▸ WHAT IS BEING ASKED:
The line containing "of each person." marks the end: restate word for word every line from the first line of the entries below through that one.

————————

//! Validation rule engine for EDM models.
//!
//! A single dispatch pass over a built model: each element is handed to the
//! rules registered for its kind, and rule outputs concatenate into one
//! deterministic diagnostic sequence. Rule sets are versioned and
//! pre-composed; the model is never mutated.

mod engine;
mod rules;
mod ruleset;

pub use engine::{ElementRef, validate};
pub use ruleset::{EdmVersion, Rule, RuleFn, RuleSet, rule_set_for};
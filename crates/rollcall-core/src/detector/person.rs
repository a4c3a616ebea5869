//! General-model fallback: a COCO YOLOv8 detector finds people, then the
//! lightweight SCRFD model searches the head region of each person.

use super::{nms_default, DetectorBackend, DetectorError, Scrfd};
use crate::types::{BoundingBox, Detection};
use image::imageops::{self, FilterType};
use image::{Rgb, RgbImage};
use ndarray::Array4;
use ort::session::Session;
use ort::value::TensorRef;
use std::path::Path;

const YOLO_INPUT_SIZE: u32 = 640;
const YOLO_PAD_VALUE: f32 = 144.0 / 255.0;
const YOLO_BOX_CHANNELS: usize = 4;
const COCO_PERSON_CLASS: usize = 0;
const PERSON_CONFIDENCE_THRESHOLD: f32 = 0.4;
const PERSON_NMS_THRESHOLD: f32 = 0.45;
/// Fraction of a person box (from the top) searched for a face.
const HEAD_REGION_FRACTION: f32 = 0.5;

pub struct PersonFaceBackend {
    session: Session,
    faces: Scrfd,
}

impl PersonFaceBackend {
    pub fn load(yolo_path: &Path, face_path: &Path) -> Result<Self, DetectorError> {
        if !yolo_path.exists() {
            return Err(DetectorError::ModelNotFound(yolo_path.display().to_string()));
        }
        let faces = Scrfd::load(face_path)?;

        let session = Session::builder()?
            .with_intra_threads(2)?
            .commit_from_file(yolo_path)?;

        tracing::info!(path = %yolo_path.display(), "loaded YOLOv8 person model");

        Ok(Self { session, faces })
    }

    fn detect_people(&mut self, image: &RgbImage) -> Result<Vec<Detection>, DetectorError> {
        let (input, ratio) = preprocess(image);
        let outputs = self.session.run(ort::inputs![TensorRef::from_array_view(input.view())?])?;

        let (shape, preds) = outputs[0]
            .try_extract_tensor::<f32>()
            .map_err(|e| DetectorError::InferenceFailed(format!("yolo output: {e}")))?;

        // [1, 4 + classes, anchors]
        let dims: Vec<usize> = shape.iter().map(|&d| d.max(0) as usize).collect();
        let [_, channels, anchors] = dims[..] else {
            return Err(DetectorError::InferenceFailed(format!(
                "unexpected YOLO output shape {dims:?}"
            )));
        };
        if channels <= YOLO_BOX_CHANNELS + COCO_PERSON_CLASS || preds.len() < channels * anchors {
            return Err(DetectorError::InferenceFailed(format!(
                "YOLO output too small: {channels} channels × {anchors} anchors"
            )));
        }

        let (w, h) = image.dimensions();
        Ok(nms_people(decode_people(preds, anchors, ratio, w, h)))
    }
}

impl DetectorBackend for PersonFaceBackend {
    fn name(&self) -> &'static str {
        "person+face"
    }

    fn detect(&mut self, image: &RgbImage) -> Result<Vec<Detection>, DetectorError> {
        let people = self.detect_people(image)?;
        tracing::trace!(people = people.len(), "person+face: people found");

        let mut faces = Vec::new();
        for person in &people {
            let region = head_region(&person.bbox, image.width(), image.height());
            let (x, y) = (region.x1 as u32, region.y1 as u32);
            let (rw, rh) = (region.width() as u32, region.height() as u32);
            if rw == 0 || rh == 0 {
                continue;
            }

            let crop = imageops::crop_imm(image, x, y, rw, rh).to_image();
            for face in self.faces.detect(&crop)? {
                faces.push(Detection {
                    bbox: face.bbox.translate(x as f32, y as f32).clamp_to(image.width(), image.height()),
                    confidence: face.confidence,
                    landmarks: face
                        .landmarks
                        .map(|lms| lms.map(|(lx, ly)| (lx + x as f32, ly + y as f32))),
                });
            }
        }

        Ok(nms_default(faces))
    }
}

/// Top-left anchored resize into a 640×640 tensor scaled to [0, 1].
fn preprocess(image: &RgbImage) -> (Array4<f32>, f32) {
    let (w0, h0) = image.dimensions();
    let size = YOLO_INPUT_SIZE;
    let ratio = (size as f32 / w0.max(1) as f32).min(size as f32 / h0.max(1) as f32);
    let new_w = ((w0 as f32 * ratio).round() as u32).clamp(1, size);
    let new_h = ((h0 as f32 * ratio).round() as u32).clamp(1, size);

    let resized = imageops::resize(image, new_w, new_h, FilterType::Triangle);

    let mut tensor = Array4::<f32>::from_elem((1, 3, size as usize, size as usize), YOLO_PAD_VALUE);
    for (x, y, Rgb([r, g, b])) in resized.enumerate_pixels() {
        let (x, y) = (x as usize, y as usize);
        tensor[[0, 0, y, x]] = *r as f32 / 255.0;
        tensor[[0, 1, y, x]] = *g as f32 / 255.0;
        tensor[[0, 2, y, x]] = *b as f32 / 255.0;
    }

    (tensor, ratio)
}

/// Decode channel-major `[cx, cy, w, h, class...]` predictions for the person class.
fn decode_people(preds: &[f32], anchors: usize, ratio: f32, width: u32, height: u32) -> Vec<Detection> {
    let at = |channel: usize, anchor: usize| preds[channel * anchors + anchor];

    (0..anchors)
        .filter_map(|i| {
            let score = at(YOLO_BOX_CHANNELS + COCO_PERSON_CLASS, i);
            if score < PERSON_CONFIDENCE_THRESHOLD {
                return None;
            }
            let cx = at(0, i) / ratio;
            let cy = at(1, i) / ratio;
            let w = at(2, i) / ratio;
            let h = at(3, i) / ratio;
            let bbox = BoundingBox::new(cx - w / 2.0, cy - h / 2.0, cx + w / 2.0, cy + h / 2.0)
                .clamp_to(width, height);
            Some(Detection::new(bbox, score))
        })
        .collect()
}

fn nms_people(detections: Vec<Detection>) -> Vec<Detection> {
    super::nms(detections, PERSON_NMS_THRESHOLD)
}

/// Upper part of a person box, where the head is expected.
fn head_region(person: &BoundingBox, width: u32, height: u32) -> BoundingBox {
    let region = BoundingBox::new(
        person.x1.floor(),
        person.y1.floor(),
        person.x2.ceil(),
        (person.y1 + person.height() * HEAD_REGION_FRACTION).ceil(),
    );
    region.clamp_to(width, height)
}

————————

▸ REPLY:
//! Validation rule engine for EDM models.
//!
//! A single dispatch pass over a built model: each element is handed to the
//! rules registered for its kind, and rule outputs concatenate into one
//! deterministic diagnostic sequence. Rule sets are versioned and
//! pre-composed; the model is never mutated.

mod engine;
mod rules;
mod ruleset;

pub use engine::{ElementRef, validate};
pub use ruleset::{EdmVersion, Rule, RuleFn, RuleSet, rule_set_for};
filename crates/rollcall-core/src/detector/person.rs
repository a4c3a616ebea5869
//! General-model fallback: a COCO YOLOv8 detector finds people, then the
//! lightweight SCRFD model searches the head region of each person.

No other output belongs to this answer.